* [About this task]: Transcribe the data below verbatim from the line with "WHERE user_id = $1 AND NOT" to the line with "const SESSION_COLUMNS: &str". Include both of those lines.

Stored items
/// User, device and refresh-session persistence
use crate::{
    db::{is_unique_violation, models::{Session, User, UserDevice}},
    error::{ApiError, ApiResult},
};
use chrono::{DateTime, Utc};
use sqlx::PgConnection;

const USER_COLUMNS: &str = "id, email, password_hash, created_at, updated_at, deleted_at";

/// Lock every user row with this email, live or not, and return the most
/// relevant one (live first, then the most recently deleted).
///
/// Must run inside a transaction: the row lock serializes concurrent
/// registrations of the same address.
pub async fn find_user_by_email_for_update(
    conn: &mut PgConnection,
    email: &str,
) -> ApiResult<Option<User>> {
    let user = sqlx::query_as::<_, User>(&format!(
        "SELECT {USER_COLUMNS} FROM users
         WHERE lower(email) = lower($1)
         ORDER BY (deleted_at IS NULL) DESC, deleted_at DESC
         LIMIT 1
         FOR UPDATE"
    ))
    .bind(email)
    .fetch_optional(conn)
    .await?;

    Ok(user)
}

pub async fn insert_user(
    conn: &mut PgConnection,
    id: &str,
    email: &str,
    password_hash: &str,
) -> ApiResult<User> {
    sqlx::query_as::<_, User>(&format!(
        "INSERT INTO users (id, email, password_hash) VALUES ($1, $2, $3)
         RETURNING {USER_COLUMNS}"
    ))
    .bind(id)
    .bind(email)
    .bind(password_hash)
    .fetch_one(conn)
    .await
    .map_err(|e| {
        if is_unique_violation(&e) {
            ApiError::UserAlreadyExists
        } else {
            ApiError::from(e)
        }
    })
}

/// Bring a soft-deleted user back with a new password
pub async fn revive_user(
    conn: &mut PgConnection,
    id: &str,
    password_hash: &str,
) -> ApiResult<User> {
    sqlx::query_as::<_, User>(&format!(
        "UPDATE users SET deleted_at = NULL, password_hash = $2, updated_at = now()
         WHERE id = $1
         RETURNING {USER_COLUMNS}"
    ))
    .bind(id)
    .bind(password_hash)
    .fetch_optional(conn)
    .await?
    .ok_or(ApiError::UserNotFound)
}

pub async fn get_user_by_id(conn: &mut PgConnection, id: &str) -> ApiResult<User> {
    sqlx::query_as::<_, User>(&format!(
        "SELECT {USER_COLUMNS} FROM users WHERE id = $1 AND deleted_at IS NULL"
    ))
    .bind(id)
    .fetch_optional(conn)
    .await?
    .ok_or(ApiError::UserNotFound)
}

pub async fn get_user_by_email(conn: &mut PgConnection, email: &str) -> ApiResult<User> {
    sqlx::query_as::<_, User>(&format!(
        "SELECT {USER_COLUMNS} FROM users WHERE lower(email) = lower($1) AND deleted_at IS NULL"
    ))
    .bind(email)
    .fetch_optional(conn)
    .await?
    .ok_or(ApiError::UserNotFound)
}

/// Partial update; `None` leaves the column untouched
pub async fn update_user(
    conn: &mut PgConnection,
    id: &str,
    email: Option<&str>,
    password_hash: Option<&str>,
) -> ApiResult<User> {
    sqlx::query_as::<_, User>(&format!(
        "UPDATE users
         SET email = COALESCE($2, email),
             password_hash = COALESCE($3, password_hash),
             updated_at = now()
         WHERE id = $1 AND deleted_at IS NULL
         RETURNING {USER_COLUMNS}"
    ))
    .bind(id)
    .bind(email)
    .bind(password_hash)
    .fetch_optional(conn)
    .await
    .map_err(|e| {
        if is_unique_violation(&e) {
            ApiError::EmailAlreadyTaken
        } else {
            ApiError::from(e)
        }
    })?
    .ok_or(ApiError::UserNotFound)
}

pub async fn delete_user(conn: &mut PgConnection, id: &str) -> ApiResult<()> {
    let result = sqlx::query(
        "UPDATE users SET deleted_at = now() WHERE id = $1 AND deleted_at IS NULL",
    )
    .bind(id)
    .execute(conn)
    .await?;

    if result.rows_affected() == 0 {
        return Err(ApiError::UserNotFound);
    }

    Ok(())
}

const DEVICE_COLUMNS: &str = "id, user_id, user_agent, ip, detached, latest_login_at, detached_at";

/// Record a login from `(user_id, user_agent)`, reusing the active device row
pub async fn upsert_device(
    conn: &mut PgConnection,
    id: &str,
    user_id: &str,
    user_agent: &str,
    ip: &str,
    now: DateTime<Utc>,
) -> ApiResult<UserDevice> {
    let device = sqlx::query_as::<_, UserDevice>(&format!(
        "INSERT INTO user_devices (id, user_id, user_agent, ip, latest_login_at)
         VALUES ($1, $2, $3, $4, $5)
         ON CONFLICT (user_id, user_agent) WHERE NOT detached
         DO UPDATE SET ip = EXCLUDED.ip, latest_login_at = EXCLUDED.latest_login_at
         RETURNING {DEVICE_COLUMNS}"
    ))
    .bind(id)
    .bind(user_id)
    .bind(user_agent)
    .bind(ip)
    .bind(now)
    .fetch_one(conn)
    .await?;

    Ok(device)
}

pub async fn get_active_device(
    conn: &mut PgConnection,
    user_id: &str,
    user_agent: &str,
) -> ApiResult<UserDevice> {
    sqlx::query_as::<_, UserDevice>(&format!(
        "SELECT {DEVICE_COLUMNS} FROM user_devices
         WHERE user_id = $1 AND user_agent = $2 AND NOT detached"
    ))
    .bind(user_id)
    .bind(user_agent)
    .fetch_optional(conn)
    .await?
    .ok_or(ApiError::UserDeviceNotFound)
}

pub async fn detach_device(conn: &mut PgConnection, device_id: &str) -> ApiResult<()> {
    sqlx::query(
        "UPDATE user_devices SET detached = TRUE, detached_at = now()
         WHERE id = $1 AND NOT detached",
    )
    .bind(device_id)
    .execute(conn)
    .await?;

    Ok(())
}

pub async fn detach_devices_by_user(conn: &mut PgConnection, user_id: &str) -> ApiResult<u64> {
    let result = sqlx::query(
        "UPDATE user_devices SET detached = TRUE, detached_at = now()
         WHERE user_id = $1 AND NOT detached",
    )
    .bind(user_id)
    .execute(conn)
    .await?;

    Ok(result.rows_affected())
}

const SESSION_COLUMNS: &str = "id, user_id, device_id, refresh_token, last_visit_at, expires_at";

/// Store a refresh session for a device, replacing the device's previous one
/// and evicting the user's oldest sessions beyond `max_sessions`.
pub async fn create_session(
    conn: &mut PgConnection,
    user_id: &str,
    device_id: &str,
    refresh_token: &str,
    expires_at: DateTime<Utc>,
    max_sessions: i64,
) -> ApiResult<Session> {
    sqlx::query("DELETE FROM sessions WHERE user_id = $1 AND device_id = $2")
        .bind(user_id)
        .bind(device_id)
        .execute(&mut *conn)
        .await?;

    let session = sqlx::query_as::<_, Session>(&format!(
        "INSERT INTO sessions (user_id, device_id, refresh_token, expires_at)
         VALUES ($1, $2, $3, $4)
         RETURNING {SESSION_COLUMNS}"
    ))
    .bind(user_id)
    .bind(device_id)
    .bind(refresh_token)
    .bind(expires_at)
    .fetch_one(&mut *conn)
    .await?;

    let evicted = sqlx::query(
        "DELETE FROM sessions
         WHERE user_id = $1 AND id NOT IN (
             SELECT id FROM sessions WHERE user_id = $1
             ORDER BY last_visit_at DESC, id DESC
             LIMIT $2
         )",
    )
    .bind(user_id)
    .bind(max_sessions)
    .execute(&mut *conn)
    .await?;

    if evicted.rows_affected() > 0 {
        tracing::debug!(
            user_id,
            evicted = evicted.rows_affected(),
            "Evicted sessions above the per-user cap"
        );
    }

    Ok(session)
}

pub async fn get_session_by_refresh_token(
    conn: &mut PgConnection,
    refresh_token: &str,
) -> ApiResult<Session> {
    sqlx::query_as::<_, Session>(&format!(
        "SELECT {SESSION_COLUMNS} FROM sessions WHERE refresh_token = $1"
    ))
    .bind(refresh_token)
    .fetch_optional(conn)
    .await?
    .ok_or(ApiError::SessionNotFound)
}

pub async fn delete_session(conn: &mut PgConnection, id: i64) -> ApiResult<()> {
    sqlx::query("DELETE FROM sessions WHERE id = $1")
        .bind(id)
        .execute(conn)
        .await?;

    Ok(())
}

pub async fn delete_sessions_by_device(
    conn: &mut PgConnection,
    user_id: &str,
    device_id: &str,
) -> ApiResult<u64> {
    let result = sqlx::query("DELETE FROM sessions WHERE user_id = $1 AND device_id = $2")
        .bind(user_id)
        .bind(device_id)
        .execute(conn)
        .await?;

    Ok(result.rows_affected())
}

pub async fn delete_sessions_by_user(conn: &mut PgConnection, user_id: &str) -> ApiResult<u64> {
    let result = sqlx::query("DELETE FROM sessions WHERE user_id = $1")
        .bind(user_id)
        .execute(conn)
        .await?;

    Ok(result.rows_affected())
}

/// Hard-delete sessions whose refresh token has expired
pub async fn delete_expired_sessions(conn: &mut PgConnection, now: DateTime<Utc>) -> ApiResult<u64> {
    let result = sqlx::query("DELETE FROM sessions WHERE expires_at < $1")
        .bind(now)
        .execute(conn)
        .await?;

    Ok(result.rows_affected())
}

* [Exercise response]:
         WHERE user_id = $1 AND NOT detached",
    )
    .bind(user_id)
    .execute(conn)
    .await?;

    Ok(result.rows_affected())
}

const SESSION_COLUMNS: &str = "id, user_id, device_id, refresh_token, last_visit_at, expires_at";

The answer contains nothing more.